◆ Directions for this task: Going down the data below, set down exactly the line with "right after it." and each line after it through the line with "let number_of_frames = multiframe(&image_id)"; no other lines.

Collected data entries
◇ ◇ ◇ ◇

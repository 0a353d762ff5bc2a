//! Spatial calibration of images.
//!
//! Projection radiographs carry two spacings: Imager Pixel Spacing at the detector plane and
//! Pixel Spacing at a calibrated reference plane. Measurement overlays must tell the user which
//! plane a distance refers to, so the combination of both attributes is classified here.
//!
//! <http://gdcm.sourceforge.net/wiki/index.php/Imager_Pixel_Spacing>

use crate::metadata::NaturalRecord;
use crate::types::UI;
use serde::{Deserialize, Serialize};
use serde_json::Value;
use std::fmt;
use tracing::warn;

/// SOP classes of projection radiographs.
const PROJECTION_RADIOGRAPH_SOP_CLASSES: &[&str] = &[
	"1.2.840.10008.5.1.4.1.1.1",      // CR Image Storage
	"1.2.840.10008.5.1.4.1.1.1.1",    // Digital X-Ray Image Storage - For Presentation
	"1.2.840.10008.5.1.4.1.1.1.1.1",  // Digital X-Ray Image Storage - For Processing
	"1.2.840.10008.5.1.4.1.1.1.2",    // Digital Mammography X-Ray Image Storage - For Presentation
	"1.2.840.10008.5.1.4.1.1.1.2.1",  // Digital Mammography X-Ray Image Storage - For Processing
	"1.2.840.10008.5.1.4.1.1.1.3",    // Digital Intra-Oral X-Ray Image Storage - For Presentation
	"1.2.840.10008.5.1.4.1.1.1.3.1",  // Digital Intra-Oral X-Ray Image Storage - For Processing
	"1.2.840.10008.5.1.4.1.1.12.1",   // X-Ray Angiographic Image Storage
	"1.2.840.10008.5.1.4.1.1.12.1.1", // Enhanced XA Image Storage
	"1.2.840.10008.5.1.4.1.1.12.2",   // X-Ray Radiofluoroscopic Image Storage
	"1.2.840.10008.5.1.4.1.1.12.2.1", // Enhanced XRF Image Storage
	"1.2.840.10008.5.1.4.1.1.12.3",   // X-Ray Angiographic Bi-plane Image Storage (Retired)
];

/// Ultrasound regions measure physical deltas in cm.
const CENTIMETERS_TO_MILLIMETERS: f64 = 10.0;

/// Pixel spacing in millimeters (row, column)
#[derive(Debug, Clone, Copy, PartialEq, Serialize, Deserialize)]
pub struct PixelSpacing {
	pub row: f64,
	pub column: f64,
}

◇ ◇ ◇ ◇

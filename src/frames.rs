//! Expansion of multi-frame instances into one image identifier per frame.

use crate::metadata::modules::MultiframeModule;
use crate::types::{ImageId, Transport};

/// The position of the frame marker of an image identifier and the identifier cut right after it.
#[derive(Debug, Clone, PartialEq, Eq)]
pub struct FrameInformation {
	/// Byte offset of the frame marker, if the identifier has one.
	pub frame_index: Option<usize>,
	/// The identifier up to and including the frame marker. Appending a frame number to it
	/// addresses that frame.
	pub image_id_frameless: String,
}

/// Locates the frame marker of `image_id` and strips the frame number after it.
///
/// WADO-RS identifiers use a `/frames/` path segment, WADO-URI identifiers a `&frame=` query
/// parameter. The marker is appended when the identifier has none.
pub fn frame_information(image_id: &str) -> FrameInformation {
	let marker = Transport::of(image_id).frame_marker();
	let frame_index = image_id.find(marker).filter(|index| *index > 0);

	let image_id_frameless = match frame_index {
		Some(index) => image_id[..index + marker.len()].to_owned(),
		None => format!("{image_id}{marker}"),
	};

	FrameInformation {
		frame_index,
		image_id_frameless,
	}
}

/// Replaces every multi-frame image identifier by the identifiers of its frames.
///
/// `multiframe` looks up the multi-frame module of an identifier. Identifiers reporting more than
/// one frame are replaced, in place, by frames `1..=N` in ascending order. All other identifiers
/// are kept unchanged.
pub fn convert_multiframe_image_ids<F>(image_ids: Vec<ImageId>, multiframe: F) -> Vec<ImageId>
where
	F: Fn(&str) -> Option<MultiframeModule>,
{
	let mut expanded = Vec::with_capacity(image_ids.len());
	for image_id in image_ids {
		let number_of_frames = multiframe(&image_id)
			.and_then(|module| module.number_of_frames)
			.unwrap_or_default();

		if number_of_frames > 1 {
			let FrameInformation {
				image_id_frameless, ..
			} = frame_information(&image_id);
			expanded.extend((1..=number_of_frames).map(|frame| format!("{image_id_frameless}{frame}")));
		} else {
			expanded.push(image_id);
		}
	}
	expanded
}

◇ ◇ ◇ ◇

◆ Task output:
/// The position of the frame marker of an image identifier and the identifier cut right after it.
#[derive(Debug, Clone, PartialEq, Eq)]
pub struct FrameInformation {
	/// Byte offset of the frame marker, if the identifier has one.
	pub frame_index: Option<usize>,
	/// The identifier up to and including the frame marker. Appending a frame number to it
	/// addresses that frame.
	pub image_id_frameless: String,
}

/// Locates the frame marker of `image_id` and strips the frame number after it.
///
/// WADO-RS identifiers use a `/frames/` path segment, WADO-URI identifiers a `&frame=` query
/// parameter. The marker is appended when the identifier has none.
pub fn frame_information(image_id: &str) -> FrameInformation {
	let marker = Transport::of(image_id).frame_marker();
	let frame_index = image_id.find(marker).filter(|index| *index > 0);

	let image_id_frameless = match frame_index {
		Some(index) => image_id[..index + marker.len()].to_owned(),
		None => format!("{image_id}{marker}"),
	};

	FrameInformation {
		frame_index,
		image_id_frameless,
	}
}

/// Replaces every multi-frame image identifier by the identifiers of its frames.
///
/// `multiframe` looks up the multi-frame module of an identifier. Identifiers reporting more than
/// one frame are replaced, in place, by frames `1..=N` in ascending order. All other identifiers
/// are kept unchanged.
pub fn convert_multiframe_image_ids<F>(image_ids: Vec<ImageId>, multiframe: F) -> Vec<ImageId>
where
	F: Fn(&str) -> Option<MultiframeModule>,
{
	let mut expanded = Vec::with_capacity(image_ids.len());
	for image_id in image_ids {
		let number_of_frames = multiframe(&image_id)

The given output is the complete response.